- _ASSIGNMENT_:
Among the entries below, find the lines that hold the word "MemoryStore" and report them.

Records contained in a dataset:
--- START ---

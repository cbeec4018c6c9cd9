//! Symbolic equivalence engine for answer checking.
//!
//! - [`assumptions`]: predicate declarations to per-symbol flags
//! - [`normalize`]: parsing under an assumption set, evaluated or not
//! - [`simplify`]: canonical simplification, bounded by a [`Budget`]
//! - [`equivalence`]: the zero-difference test
//! - [`calculus`]: deferred derivatives and integrals

pub mod assumptions;
pub mod budget;
pub mod build;
pub mod calculus;
pub mod equivalence;
pub mod error;
pub mod normalize;
pub mod options;
pub mod poly;
pub mod sign;
pub mod simplify;

pub use assumptions::{resolve_assumptions, AssumptionSet, SymbolAssumptions};
pub use budget::{Budget, BudgetExceeded, Metric, Operation};
pub use calculus::{differentiate, doit, integrate, substitute};
pub use equivalence::Equivalence;
pub use error::EngineError;
pub use normalize::{parse_expression, ParseMode};
pub use options::EngineLimits;
pub use sign::{Sign, SignOracle};
pub use simplify::{simplify_once, simplify_to_fixed_point};
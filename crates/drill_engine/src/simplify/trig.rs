//! Trigonometric functions.
//!
//! The argument polynomial is split into pieces: a multiple of `pi`, a
//! rational constant, and one piece per remaining monomial `(p/q)*m`, which
//! becomes `|p|` times the base angle `m/q`. Each piece yields a
//! `(cos, sin)` pair; pieces combine with the angle-sum formulas. The
//! result is a polynomial in `sin`/`cos` of base angles, so identities
//! reduce to polynomial arithmetic plus `sin**2 = 1 - cos**2`.

use drill_ast::{Expr, ExprId};
use num_bigint::BigInt;
use num_rational::BigRational;
use num_traits::{One, Signed, ToPrimitive, Zero};
use smallvec::smallvec;

use super::Simplifier;
use crate::error::EngineError;
use crate::poly::{lex_cmp, Fraction, Monomial};

/// Argument pieces beyond this are left as a single atom.
const MAX_PIECES: usize = 8;

type CosSin = (Fraction, Fraction);

fn ratio(n: i64, d: i64) -> BigRational {
    BigRational::new(n.into(), d.into())
}

impl Simplifier<'_> {
    pub(super) fn trig(&mut self, name: &str, theta: &Fraction) -> Result<Fraction, EngineError> {
        let (cos, sin) = self.cos_sin(theta)?;
        let one = Fraction::integer(1);
        let b = &mut self.budget;
        Ok(match name {
            "sin" => sin,
            "cos" => cos,
            "tan" => sin.div(&cos, b)?,
            "cot" => cos.div(&sin, b)?,
            "sec" => one.div(&cos, b)?,
            _ => one.div(&sin, b)?,
        })
    }

    fn cos_sin(&mut self, theta: &Fraction) -> Result<CosSin, EngineError> {
        if theta.is_undefined() {
            return Ok((Fraction::undefined(), Fraction::undefined()));
        }
        if !theta.is_polynomial() {
            let arg = self.to_expr(theta)?;
            return Ok(self.cos_sin_atoms(arg));
        }

        let pi_mono: Monomial = smallvec![(self.pi, BigRational::one())];
        let mut pi_multiple = BigRational::zero();
        let mut constant = BigRational::zero();
        let mut pieces: Vec<(Monomial, BigRational)> = Vec::new();
        for (m, c) in theta.num.terms() {
            if m.is_empty() {
                constant = c.clone();
            } else if *m == pi_mono {
                pi_multiple = c.clone();
            } else {
                pieces.push((m.clone(), c.clone()));
            }
        }
        if pieces.len() + 2 > MAX_PIECES {
            let arg = self.to_expr(theta)?;
            return Ok(self.cos_sin_atoms(arg));
        }
        // stable combination order
        pieces.sort_by(|a, b| lex_cmp(&a.0, &b.0));

        let mut acc = self.pi_multiple(&pi_multiple)?;
        if !constant.is_zero() {
            let base = self.ctx.rational(constant.abs());
            let piece = self.piece(base, 1, constant.is_negative())?;
            acc = self.angle_sum(acc, piece)?;
        }
        for (m, c) in pieces {
            let (base, multiple) = self.base_angle(&m, &c)?;
            let piece = self.piece(base, multiple, c.is_negative())?;
            acc = self.angle_sum(acc, piece)?;
        }
        Ok(acc)
    }

    /// Base angle and multiple for `c*m`: `(p/q)*m` is `|p|` times `m/q`
    /// while `|p|` stays within the configured multiple limit.
    fn base_angle(&mut self, m: &Monomial, c: &BigRational) -> Result<(ExprId, u32), EngineError> {
        let p = c.numer().abs();
        match p.to_u32().filter(|p| *p <= self.limits.max_trig_multiple) {
            Some(multiple) => {
                let base = self.term_key(m, BigRational::new(BigInt::one(), c.denom().clone()))?;
                Ok((base, multiple))
            }
            None => Ok((self.term_key(m, c.abs())?, 1)),
        }
    }

    /// `(cos, sin)` of `multiple * base`, negated angle when `negative`.
    fn piece(&mut self, base: ExprId, multiple: u32, negative: bool) -> Result<CosSin, EngineError> {
        let (c1, s1) = self.base_cos_sin(base)?;
        let (mut c, mut s) = (c1.clone(), s1.clone());
        for _ in 1..multiple {
            let b = &mut self.budget;
            let next_c = c.mul(&c1, b)?.sub(&s.mul(&s1, b)?, b)?;
            let next_s = s.mul(&c1, b)?.add(&c.mul(&s1, b)?, b)?;
            c = next_c;
            s = next_s;
        }
        if negative {
            s = s.neg();
        }
        Ok((c, s))
    }

    fn angle_sum(&mut self, (c1, s1): CosSin, (c2, s2): CosSin) -> Result<CosSin, EngineError> {
        let b = &mut self.budget;
        let c = c1.mul(&c2, b)?.sub(&s1.mul(&s2, b)?, b)?;
        let s = s1.mul(&c2, b)?.add(&c1.mul(&s2, b)?, b)?;
        Ok((c, s))
    }

    /// `(cos, sin)` of a base angle; inverse functions cancel.
    fn base_cos_sin(&mut self, base: ExprId) -> Result<CosSin, EngineError> {
        let inverse = match self.ctx.get(base) {
            Expr::Function(name, args) if args.len() == 1 => match name.as_str() {
                "asin" | "acos" | "atan" => Some((name.clone(), args[0])),
                _ => None,
            },
            _ => None,
        };
        let Some((name, v)) = inverse else {
            return Ok(self.cos_sin_atoms(base));
        };

        let v = self.fraction(v)?;
        let square = v.mul(&v, &mut self.budget)?;
        let one = Fraction::integer(1);
        let half = ratio(1, 2);
        Ok(match name.as_str() {
            // sqrt(1 - v**2)
            "asin" | "acos" => {
                let diff = one.sub(&square, &mut self.budget)?;
                let root = self.pow_rational(diff, &half)?;
                if name == "asin" {
                    (root, v)
                } else {
                    (v, root)
                }
            }
            // 1/sqrt(1 + v**2)
            _ => {
                let sum = one.add(&square, &mut self.budget)?;
                let inv_root = self.pow_rational(sum, &-half)?;
                let sin = v.mul(&inv_root, &mut self.budget)?;
                (inv_root, sin)
            }
        })
    }

    fn cos_sin_atoms(&mut self, arg: ExprId) -> CosSin {
        let cos = self.ctx.call("cos", vec![arg]);
        let sin = self.ctx.call("sin", vec![arg]);
        (self.atom(cos), self.atom(sin))
    }

    /// `(cos, sin)` of `r*pi`, exact when `r` reduces to a multiple of
    /// `1/6` or `1/4`.
    fn pi_multiple(&mut self, r: &BigRational) -> Result<CosSin, EngineError> {
        let two = BigRational::from_integer(2.into());
        let r = r - (r / &two).floor() * &two;
        if r.is_zero() {
            return Ok((Fraction::integer(1), Fraction::integer(0)));
        }

        if let (Some(sin), Some(cos)) = (
            self.sin_pi_exact(&r)?,
            self.sin_pi_exact(&(&r + ratio(1, 2)))?,
        ) {
            return Ok((cos, sin));
        }

        let pi_mono: Monomial = smallvec![(self.pi, BigRational::one())];
        let (base, multiple) = self.base_angle(&pi_mono, &r)?;
        self.piece(base, multiple, false)
    }

    /// `sin(t*pi)` when it has a closed form.
    fn sin_pi_exact(&mut self, t: &BigRational) -> Result<Option<Fraction>, EngineError> {
        let two = BigRational::from_integer(2.into());
        let mut t = t - (t / &two).floor() * &two;
        let mut sign = BigRational::one();
        if t > BigRational::one() {
            t -= BigRational::one();
            sign = -sign;
        }
        if t > ratio(1, 2) {
            t = BigRational::one() - t;
        }

        let value = if t.is_zero() {
            Fraction::integer(0)
        } else if t == ratio(1, 6) {
            Fraction::constant(ratio(1, 2))
        } else if t == ratio(1, 4) {
            self.surd(2, ratio(1, 2))?
        } else if t == ratio(1, 3) {
            self.surd(3, ratio(1, 2))?
        } else if t == ratio(1, 2) {
            Fraction::integer(1)
        } else {
            return Ok(None);
        };
        Ok(Some(value.mul(&Fraction::constant(sign), &mut self.budget)?))
    }
}
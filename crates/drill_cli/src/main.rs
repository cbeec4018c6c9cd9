use std::path::PathBuf;

use clap::{Parser, Subcommand};
use tracing_subscriber::EnvFilter;

mod commands;

#[derive(Parser, Debug)]
#[command(name = "drill", version, about = "Check math drill answers without the web layer")]
struct Cli {
    /// Configuration file with [engine] and [schedule] tables
    #[arg(long, global = true, default_value = "drill.toml")]
    config: PathBuf,

    #[command(subcommand)]
    command: Command,
}

#[derive(Subcommand, Debug)]
enum Command {
    /// Simplify an expression to its canonical form
    Simplify(commands::simplify::SimplifyArgs),
    /// Decide whether two expressions are equivalent
    Check(commands::check::CheckArgs),
    /// Verify an answer against a problem from a JSON bank
    Verify(commands::verify::VerifyArgs),
    /// Parse every problem of a JSON bank and report broken entries
    Validate(commands::validate::ValidateArgs),
}

fn main() -> anyhow::Result<()> {
    tracing_subscriber::fmt()
        .with_env_filter(EnvFilter::from_default_env())
        .with_writer(std::io::stderr)
        .init();

    let cli = Cli::parse();
    let config = drill_practice::DrillConfig::load(&cli.config);
    tracing::debug!(path = %cli.config.display(), "config_loaded");
    match cli.command {
        Command::Simplify(args) => commands::simplify::run(args, &config),
        Command::Check(args) => commands::check::run(args, &config),
        Command::Verify(args) => commands::verify::run(args, &config),
        Command::Validate(args) => commands::validate::run(args, &config),
    }
}
use std::fs;
use std::path::PathBuf;

use anyhow::{Context as _, Result};
use clap::Args;
use drill_practice::{
    load_problem_bank, DrillConfig, MemoryStore, ProblemId, UserId, Verifier,
};

#[derive(Args, Debug)]
pub struct VerifyArgs {
    /// JSON array of problems
    #[arg(long)]
    pub bank: PathBuf,

    /// Problem id within the bank
    #[arg(long)]
    pub problem: i64,

    /// User the attempt is recorded for
    #[arg(long, default_value_t = 1)]
    pub user: i64,

    /// Answer text
    pub answer: String,
}

/// Prints the verdict as JSON.
pub fn run(args: VerifyArgs, config: &DrillConfig) -> Result<()> {
    let text = fs::read_to_string(&args.bank)
        .with_context(|| format!("could not read {}", args.bank.display()))?;
    let bank = load_problem_bank(&text).context("invalid problem bank")?;

    let store = MemoryStore::new(config.schedule.clone());
    for problem in bank {
        store.add_problem(problem)?;
    }
    let verifier = Verifier::with_limits(store, config.engine.clone());
    let verdict = verifier.verify(ProblemId(args.problem), UserId(args.user), &args.answer)?;
    println!("{}", serde_json::to_string_pretty(&verdict)?);
    Ok(())
}
use thiserror::Error;

use crate::budget::BudgetExceeded;

#[derive(Error, Debug, Clone)]
pub enum EngineError {
    #[error(transparent)]
    Budget(#[from] BudgetExceeded),
    #[error("Simplification did not reach a fixed point after {passes} passes")]
    FixedPointNotReached { passes: usize },
}
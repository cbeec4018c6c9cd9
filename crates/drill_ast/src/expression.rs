use crate::error::AstError;
use num_bigint::BigInt;
use num_rational::BigRational;
use num_traits::{One, Zero};
use rustc_hash::FxHashMap;

/// Handle to a node stored in a [`Context`].
#[derive(Debug, Clone, Copy, PartialEq, Eq, Hash, PartialOrd, Ord)]
pub struct ExprId(u32);

impl ExprId {
    #[inline]
    pub fn index(self) -> usize {
        self.0 as usize
    }
}

#[derive(Debug, Clone, Copy, PartialEq, Eq, Hash, PartialOrd, Ord)]
pub enum Constant {
    Pi,
    E,
    Infinity,
    Undefined,
}

impl Constant {
    pub fn name(self) -> &'static str {
        match self {
            Constant::Pi => "pi",
            Constant::E => "E",
            Constant::Infinity => "oo",
            Constant::Undefined => "nan",
        }
    }
}

#[derive(Debug, Clone, PartialEq, Eq, Hash)]
pub enum Expr {
    Number(BigRational),
    Constant(Constant),
    Variable(String),
    Add(ExprId, ExprId),
    Sub(ExprId, ExprId),
    Mul(ExprId, ExprId),
    Div(ExprId, ExprId),
    Pow(ExprId, ExprId),
    Neg(ExprId),
    Function(String, Vec<ExprId>),
    /// Unevaluated derivative: `Derivative(expr, (x, 2), y)`.
    Derivative {
        expr: ExprId,
        wrt: Vec<(String, u32)>,
    },
    /// Unevaluated integral, indefinite when `bounds` is `None`.
    Integral {
        integrand: ExprId,
        var: String,
        bounds: Option<(ExprId, ExprId)>,
    },
}

impl Expr {
    /// True for the operators the parser keeps deferred in unevaluated mode.
    pub fn is_deferred_operator(&self) -> bool {
        matches!(self, Expr::Derivative { .. } | Expr::Integral { .. })
    }
}

/// Counters exposed for budget accounting.
#[derive(Debug, Clone, Copy, Default, PartialEq, Eq)]
pub struct ContextStats {
    /// Distinct nodes allocated in the arena.
    pub nodes_created: u64,
    /// `add` calls answered from the interner.
    pub interner_hits: u64,
}

/// Arena of hash-consed expression nodes.
///
/// Every structurally identical node is stored exactly once, so two ids are
/// equal iff the expressions they denote have the same representation.
#[derive(Debug, Clone, Default)]
pub struct Context {
    nodes: Vec<Expr>,
    interner: FxHashMap<Expr, ExprId>,
    stats: ContextStats,
}

impl Context {
    pub fn new() -> Self {
        Self::default()
    }

    /// Intern a node. `Neg(Number(n))` folds to `Number(-n)`.
    pub fn add(&mut self, expr: Expr) -> ExprId {
        let expr = match expr {
            Expr::Neg(inner) => match self.get(inner) {
                Expr::Number(n) => Expr::Number(-n.clone()),
                _ => Expr::Neg(inner),
            },
            other => other,
        };

        if let Some(id) = self.interner.get(&expr) {
            self.stats.interner_hits += 1;
            return *id;
        }

        let id = ExprId(self.nodes.len() as u32);
        self.nodes.push(expr.clone());
        self.interner.insert(expr, id);
        self.stats.nodes_created += 1;
        id
    }

    #[inline]
    pub fn get(&self, id: ExprId) -> &Expr {
        &self.nodes[id.index()]
    }

    pub fn stats(&self) -> ContextStats {
        self.stats
    }

    pub fn len(&self) -> usize {
        self.nodes.len()
    }

    pub fn is_empty(&self) -> bool {
        self.nodes.is_empty()
    }

    pub fn num(&mut self, n: i64) -> ExprId {
        self.add(Expr::Number(BigRational::from_integer(BigInt::from(n))))
    }

    pub fn rational(&mut self, n: BigRational) -> ExprId {
        self.add(Expr::Number(n))
    }

    pub fn constant(&mut self, c: Constant) -> ExprId {
        self.add(Expr::Constant(c))
    }

    pub fn var(&mut self, name: &str) -> ExprId {
        self.add(Expr::Variable(name.to_string()))
    }

    /// Like [`Context::var`], but rejects names that are not identifiers.
    pub fn try_var(&mut self, name: &str) -> Result<ExprId, AstError> {
        if !is_identifier(name) {
            return Err(AstError::InvalidSymbol(name.to_string()));
        }
        Ok(self.var(name))
    }

    pub fn call(&mut self, name: &str, args: Vec<ExprId>) -> ExprId {
        self.add(Expr::Function(name.to_string(), args))
    }

    pub fn is_number(&self, id: ExprId) -> bool {
        matches!(self.get(id), Expr::Number(_))
    }

    pub fn as_number(&self, id: ExprId) -> Option<&BigRational> {
        match self.get(id) {
            Expr::Number(n) => Some(n),
            _ => None,
        }
    }

    pub fn is_zero(&self, id: ExprId) -> bool {
        self.as_number(id).is_some_and(|n| n.is_zero())
    }

    pub fn is_one(&self, id: ExprId) -> bool {
        self.as_number(id).is_some_and(|n| n.is_one())
    }

    /// Does `id` mention the variable `name` anywhere (bound integration
    /// variables of definite integrals excluded)?
    pub fn contains_var(&self, id: ExprId, name: &str) -> bool {
        match self.get(id) {
            Expr::Variable(v) => v == name,
            Expr::Number(_) | Expr::Constant(_) => false,
            Expr::Add(l, r)
            | Expr::Sub(l, r)
            | Expr::Mul(l, r)
            | Expr::Div(l, r)
            | Expr::Pow(l, r) => self.contains_var(*l, name) || self.contains_var(*r, name),
            Expr::Neg(e) => self.contains_var(*e, name),
            Expr::Function(_, args) => args.iter().any(|a| self.contains_var(*a, name)),
            Expr::Derivative { expr, .. } => self.contains_var(*expr, name),
            Expr::Integral {
                integrand,
                var,
                bounds,
            } => match bounds {
                Some((lo, hi)) => {
                    self.contains_var(*lo, name)
                        || self.contains_var(*hi, name)
                        || (var != name && self.contains_var(*integrand, name))
                }
                None => self.contains_var(*integrand, name),
            },
        }
    }

    /// Collect the free variable names of `id`, sorted and deduplicated.
    pub fn free_vars(&self, id: ExprId) -> Vec<String> {
        let mut out = Vec::new();
        self.collect_vars(id, &mut out);
        out.sort();
        out.dedup();
        out
    }

    fn collect_vars(&self, id: ExprId, out: &mut Vec<String>) {
        match self.get(id) {
            Expr::Variable(v) => out.push(v.clone()),
            Expr::Number(_) | Expr::Constant(_) => {}
            Expr::Add(l, r)
            | Expr::Sub(l, r)
            | Expr::Mul(l, r)
            | Expr::Div(l, r)
            | Expr::Pow(l, r) => {
                self.collect_vars(*l, out);
                self.collect_vars(*r, out);
            }
            Expr::Neg(e) => self.collect_vars(*e, out),
            Expr::Function(_, args) => {
                for a in args {
                    self.collect_vars(*a, out);
                }
            }
            Expr::Derivative { expr, .. } => self.collect_vars(*expr, out),
            Expr::Integral {
                integrand,
                var,
                bounds,
            } => {
                let mut inner = Vec::new();
                self.collect_vars(*integrand, &mut inner);
                if let Some((lo, hi)) = bounds {
                    inner.retain(|v| v != var);
                    self.collect_vars(*lo, out);
                    self.collect_vars(*hi, out);
                }
                out.extend(inner);
            }
        }
    }

    /// Node count of the tree rooted at `id`, shared subtrees counted once per use.
    pub fn tree_size(&self, id: ExprId) -> usize {
        1 + match self.get(id) {
            Expr::Number(_) | Expr::Constant(_) | Expr::Variable(_) => 0,
            Expr::Add(l, r)
            | Expr::Sub(l, r)
            | Expr::Mul(l, r)
            | Expr::Div(l, r)
            | Expr::Pow(l, r) => self.tree_size(*l) + self.tree_size(*r),
            Expr::Neg(e) => self.tree_size(*e),
            Expr::Function(_, args) => args.iter().map(|a| self.tree_size(*a)).sum(),
            Expr::Derivative { expr, .. } => self.tree_size(*expr),
            Expr::Integral {
                integrand, bounds, ..
            } => {
                self.tree_size(*integrand)
                    + bounds.map_or(0, |(lo, hi)| self.tree_size(lo) + self.tree_size(hi))
            }
        }
    }
}

/// Letter or underscore, then letters, digits or underscores.
pub fn is_identifier(name: &str) -> bool {
    let mut chars = name.chars();
    match chars.next() {
        Some(c) if c.is_ascii_alphabetic() || c == '_' => {}
        _ => return false,
    }
    chars.all(|c| c.is_ascii_alphanumeric() || c == '_')
}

--- END ---

- _ANSWER SECTION_:
    load_problem_bank, DrillConfig, MemoryStore, ProblemId, UserId, Verifier,
    let store = MemoryStore::new(config.schedule.clone());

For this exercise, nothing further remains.